L’étude souligne que «près d’un quart des décès (24,4 %) [surviennent lors] du premier jour de vie, et la moitié (47,8 %) au cours de la période néonatale précoce, soit au cours de la première semaine suivant la naissance». (Peter Dazeley/Getty Images)
par Paul Arnould
publié le 31 mai 2022 à 8h15

Une déprimante augmentation. Le taux de mortalité infantile s’accroît chaque année en France depuis 2012 alors même que les Nations unies ont fixé comme objectif principal l’élimination des décès évitables d’enfants d’ici à 2030. L’alerte provient de l’Institut national de la santé et de la recherche médicale (Inserm) dans une étude parue il y a quelques semaines. Le travail scientifique fondé sur des données de l’Insee, en lien avec l’Université de Paris, de l’AP-HP, du CHU de Nantes et des chercheurs de l’Université de Californie, met en évidence une augmentation de 7 % du taux de mortalité infantile entre 2012 et 2019. Précisément, ce sont 1 200 décès supplémentaires par rapport aux voisins européens qui ont lieu chaque année en France parmi les enfants âgés de moins d’un an. L’étude souligne que «près d’un quart des décès (24,4 %) [surviennent lors] du premier jour de vie, et la moitié (47,8 %) au cours de la période néonatale précoce, soit au cours de la première semaine suivant la naissance». Derrière ces chiffres, un constat froid, celui que la France est en recul par rapport à ses voisins européens et notamment la Finlande et la Suède, qui parviennent à faire diminuer ce pourcentage de façon «continue depuis la Seconde Guerre mondiale». «C’est un sujet majeur, car une société qui ne prend pas soin de ses nouveau-nés est une société en difficulté», s’insurge le pédiatre Jean-Christophe Rozé, coauteur de l’étude de l’Inserm.
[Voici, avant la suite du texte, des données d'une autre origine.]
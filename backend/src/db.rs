//! SQLite schema and connection helpers.
//!
//! Each request opens its own connection with [`open`]; nothing is pooled or
//! shared between requests. [`init`] runs once at startup to create the tables.

use common::model::notification::{Notification, NotificationStatus};
use common::model::upload_batch::UploadBatch;
use rusqlite::{Connection, Row};
use std::path::Path;

pub fn open(path: impl AsRef<Path>) -> rusqlite::Result<Connection> {
    let conn = Connection::open(path)?;
    conn.busy_timeout(std::time::Duration::from_secs(5))?;
    Ok(conn)
}

pub fn init(path: impl AsRef<Path>) -> rusqlite::Result<Connection> {
    let conn = open(path)?;
    create_schema(&conn)?;
    Ok(conn)
}

pub fn create_schema(conn: &Connection) -> rusqlite::Result<()> {
    conn.execute_batch(
        "CREATE TABLE IF NOT EXISTS users(
            id INTEGER PRIMARY KEY AUTOINCREMENT,
            username TEXT NOT NULL UNIQUE,
            password_hash TEXT NOT NULL,
            role TEXT NOT NULL,
            department TEXT
        );

        CREATE TABLE IF NOT EXISTS upload_batches(
            id INTEGER PRIMARY KEY AUTOINCREMENT,
            student_name TEXT NOT NULL,
            roll_no TEXT NOT NULL,
            parent_phone TEXT NOT NULL,
            section TEXT,
            attendance REAL NOT NULL,
            from_date TEXT NOT NULL,
            to_date TEXT NOT NULL,
            department TEXT NOT NULL,
            year TEXT NOT NULL,
            source_filename TEXT NOT NULL,
            uploaded_by TEXT NOT NULL,
            created_at TEXT NOT NULL
        );
        CREATE INDEX IF NOT EXISTS idx_upload_batches_department ON upload_batches(department);

        CREATE TABLE IF NOT EXISTS sms_notifications(
            id INTEGER PRIMARY KEY AUTOINCREMENT,
            student_name TEXT NOT NULL,
            roll_no TEXT NOT NULL,
            parent_phone TEXT NOT NULL,
            department TEXT NOT NULL,
            year TEXT NOT NULL,
            message TEXT NOT NULL,
            attendance REAL NOT NULL,
            status TEXT NOT NULL DEFAULT 'pending',
            sms_sid TEXT,
            sms_status TEXT,
            delivered INTEGER NOT NULL DEFAULT 0,
            seen INTEGER NOT NULL DEFAULT 0,
            seen_at TEXT,
            ack_link TEXT,
            error TEXT,
            created_at TEXT NOT NULL,
            updated_at TEXT NOT NULL
        );
        CREATE INDEX IF NOT EXISTS idx_sms_notifications_department ON sms_notifications(department);",
    )
}

pub const NOTIFICATION_COLUMNS: &str = "id, student_name, roll_no, parent_phone, department, year, \
     message, attendance, status, sms_sid, sms_status, delivered, seen, seen_at, ack_link, error, \
     created_at, updated_at";

pub fn notification_from_row(row: &Row<'_>) -> rusqlite::Result<Notification> {
    let status: String = row.get(8)?;
    let status = NotificationStatus::parse(&status).ok_or_else(|| {
        rusqlite::Error::FromSqlConversionFailure(
            8,
            rusqlite::types::Type::Text,
            format!("unknown notification status '{}'", status).into(),
        )
    })?;
    Ok(Notification {
        id: row.get(0)?,
        student_name: row.get(1)?,
        roll_no: row.get(2)?,
        parent_phone: row.get(3)?,
        department: row.get(4)?,
        year: row.get(5)?,
        message: row.get(6)?,
        attendance: row.get(7)?,
        status,
        sms_sid: row.get(9)?,
        sms_status: row.get(10)?,
        delivered: row.get::<_, i64>(11)? != 0,
        seen: row.get::<_, i64>(12)? != 0,
        seen_at: row.get(13)?,
        ack_link: row.get(14)?,
        error: row.get(15)?,
        created_at: row.get(16)?,
        updated_at: row.get(17)?,
    })
}

pub const UPLOAD_BATCH_COLUMNS: &str = "id, student_name, roll_no, parent_phone, section, \
     attendance, from_date, to_date, department, year, source_filename, uploaded_by, created_at";

pub fn upload_batch_from_row(row: &Row<'_>) -> rusqlite::Result<UploadBatch> {
    Ok(UploadBatch {
        id: row.get(0)?,
        student_name: row.get(1)?,
        roll_no: row.get(2)?,
        parent_phone: row.get(3)?,
        section: row.get(4)?,
        attendance: row.get(5)?,
        from_date: row.get(6)?,
        to_date: row.get(7)?,
        department: row.get(8)?,
        year: row.get(9)?,
        source_filename: row.get(10)?,
        uploaded_by: row.get(11)?,
        created_at: row.get(12)?,
    })
}

/// Loads one notification by id, `None` if it does not exist.
pub fn find_notification(conn: &Connection, id: i64) -> rusqlite::Result<Option<Notification>> {
    let sql = format!("SELECT {} FROM sms_notifications WHERE id = ?1", NOTIFICATION_COLUMNS);
    match conn.query_row(&sql, [id], notification_from_row) {
        Ok(n) => Ok(Some(n)),
        Err(rusqlite::Error::QueryReturnedNoRows) => Ok(None),
        Err(e) => Err(e),
    }
}

pub fn now() -> String {
    chrono::Utc::now().to_rfc3339()
}

/// Fails when the pipeline tables are not reachable through `conn`.
pub fn check_ready(conn: &Connection) -> rusqlite::Result<()> {
    conn.prepare("SELECT 1 FROM upload_batches LIMIT 0")?;
    conn.prepare("SELECT 1 FROM sms_notifications LIMIT 0")?;
    Ok(())
}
Le taux de mortalité infantile était en 2019 de 3,5 décès pour 1 000 naissances (soit 2 635 enfants au total), un chiffre pratiquement similaire à l’année 2005. En déterminer les causes pour ensuite agir, c’est l’objectif de ces chercheurs. Si l’étude n’avance pas d’hypothèses, elle précise que cette «tendance n’était pas liée à la modification des pratiques d’état civil, ni à la modification des pratiques médicales pour la prise en charge des nouveau-nés atteints d’affections graves». Néanmoins, le Pr Martin Chalumeau, dernier auteur de l’étude, appelle à aller plus loin en «disposant d’informations systématiques sur les circonstances médicales et sociales précises de ces décès». Parmi les pistes de travail, on peut citer l’allongement de l’âge maternel, l’extrême tension dans les établissements de santé depuis des années due à un manque de moyens et de personnels. Mais aussi les grossesses multiples de plus en plus fréquentes avec le recours à la procréation médicalement assistée, qui «expliquent l’augmentation de la prématurité et donc de la mortalité et morbidité associés, selon le pédiatre Jean-Christophe Rozé, du CHU de Nantes. Même si les autres pays européens sont dans la même situation».

«Un accident sur mille naissances»

Pour aller plus loin, Jean-Christophe Rozé affirme que la démédicalisation de l’accouchement s’est abusivement accentuée : «Quand il y a une maman et un bébé qui ne présentent a priori aucun risque, il existe toujours un accident sur mille naissances.» Les maternités très éloignées des grandes villes où le niveau de sécurité est insuffisant sont aussi pointées du doigt par le chercheur : «Cette mortalité n’est pas liée avec la distance de l’accouchement.» Le pédiatre élabore d’ailleurs des «propositions auprès du ministère de la Santé» pour remédier à ce type de mortalité et espère que «le nouveau cabinet s’intéressera à ce sujet et le mettra en priorité».